Section 4. Deferred Compensation. Beginning October 1, 1999, the
Executive shall be entitled to participate in the TBC Corporation Executive
Deferred Compensation Plan, as the same may be amended from time to time
thereafter.
Section 5. Other Benefits. In addition to the salary and deferred
compensation payable pursuant to Sections 3 and 4, the Executive shall, during
the term of his employment, participate in the TBC Corporation Management
Incentive Compensation Plan, 1989 Stock Incentive Plan, and in any other stock
option or compensation plan or arrangement adopted by the Company in addition
to, or in lieu of, said plans. The Company shall also, during the term of the
Executive's employment, extend to Executive the fringe benefits (including, but
not limited to, medical, disability and life insurance, vacation, personal
leave, automobile and other similar personal benefits) which it establishes from
time to time for its most highly compensated executives. In furtherance and not
in limitation of the foregoing, the Executive shall receive an automobile
allowance of not less than $1,267 per month ($1,730 per month effective October
1, 1999) and membership in a Memphis, Tennessee country club (with initiation
fees and monthly dues paid by the Company). The Executive shall also be eligible
for a minimum of three weeks of paid vacation.
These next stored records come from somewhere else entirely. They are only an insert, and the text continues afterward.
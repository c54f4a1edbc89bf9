use axum::http::{StatusCode, header};
use axum::response::{IntoResponse, Response};
use percent_encoding::{AsciiSet, NON_ALPHANUMERIC, utf8_percent_encode};

/// Characters left as-is in a `next` value.
const NEXT_SET: &AsciiSet = &NON_ALPHANUMERIC
    .remove(b'/')
    .remove(b'-')
    .remove(b'_')
    .remove(b'.')
    .remove(b'~');

/// Where anonymous users are sent when a page needs a login.
pub const LOGIN_URL: &str = "/auth/login/";

/// A `302 Found` redirect.
pub fn found(location: &str) -> Response {
    (StatusCode::FOUND, [(header::LOCATION, location.to_string())]).into_response()
}

/// Login page URL that returns to `next` afterwards.
pub fn login_url(next: &str) -> String {
    format!("{LOGIN_URL}?next={}", encode_next(next))
}

/// Percent-encode a path for use as a query value, keeping `/` readable.
pub fn encode_next(path: &str) -> String {
    utf8_percent_encode(path, NEXT_SET).to_string()
}

/// Return `next` if it points inside this site, `/` otherwise.
pub fn safe_next(next: Option<&str>) -> String {
    match next.map(str::trim) {
        Some(path)
            if path.starts_with('/')
                && !path.starts_with("//")
                && !path.contains('\\')
                && !path.chars().any(|c| c.is_control()) =>
        {
            path.to_string()
        }
        _ => "/".to_string(),
    }
}
use chrono::{DateTime, Utc};
use serde::{Deserialize, Serialize};

use crate::entity::comment;
use crate::models::form::{FieldKind, FieldView, FormView, Widget};
use crate::models::post::UserView;

#[derive(Clone, Debug, PartialEq, Eq, Serialize)]
pub struct CommentView {
    pub id: i32,
    pub text: String,
    pub created: DateTime<Utc>,
    pub author: UserView,
}

impl CommentView {
    pub fn new(comment: comment::Model, author: UserView) -> Self {
        Self {
            id: comment.id,
            text: comment.text,
            created: comment.created,
            author,
        }
    }
}

/// Body of the add-comment form.
#[derive(Debug, Default, Deserialize)]
pub struct CommentForm {
    #[serde(default)]
    pub text: String,
}

impl CommentForm {
    /// The text to store, or `None` when the comment is blank.
    pub fn clean_text(&self) -> Option<&str> {
        (!self.text.trim().is_empty()).then_some(self.text.as_str())
    }
}

pub fn comment_form() -> FormView {
    FormView::new(vec![
        FieldView::new("text", "Comment", FieldKind::CharField, Widget::Textarea)
            .required()
            .help("Text of the comment"),
    ])
}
Section 6. Termination of Employment. A. The Executive's employment
shall terminate upon the death of the Executive, but the Company shall continue
to pay each month for twelve (12) months after the death of the Executive an
amount per month equal to the salary per month (inclusive of the amount of
deferred compensation) that was being paid to the Executive at the time of his
death to the person or entity that the Executive shall have last designated in
writing to the Company, or if the Executive shall fail to designate a person or
entity or if the person or entity so designated shall not be in existence at the
time of any payment pursuant to this Section 6.A., then to the Executive's
estate. Nothing in this Section 6.A. shall in any way limit or restrict any
rights or benefits to which the heirs, legatees or successors in interest of the
Executive are entitled under any plans, insurance or other arrangements referred
to in Section 5 hereof in the event of the Executive's death.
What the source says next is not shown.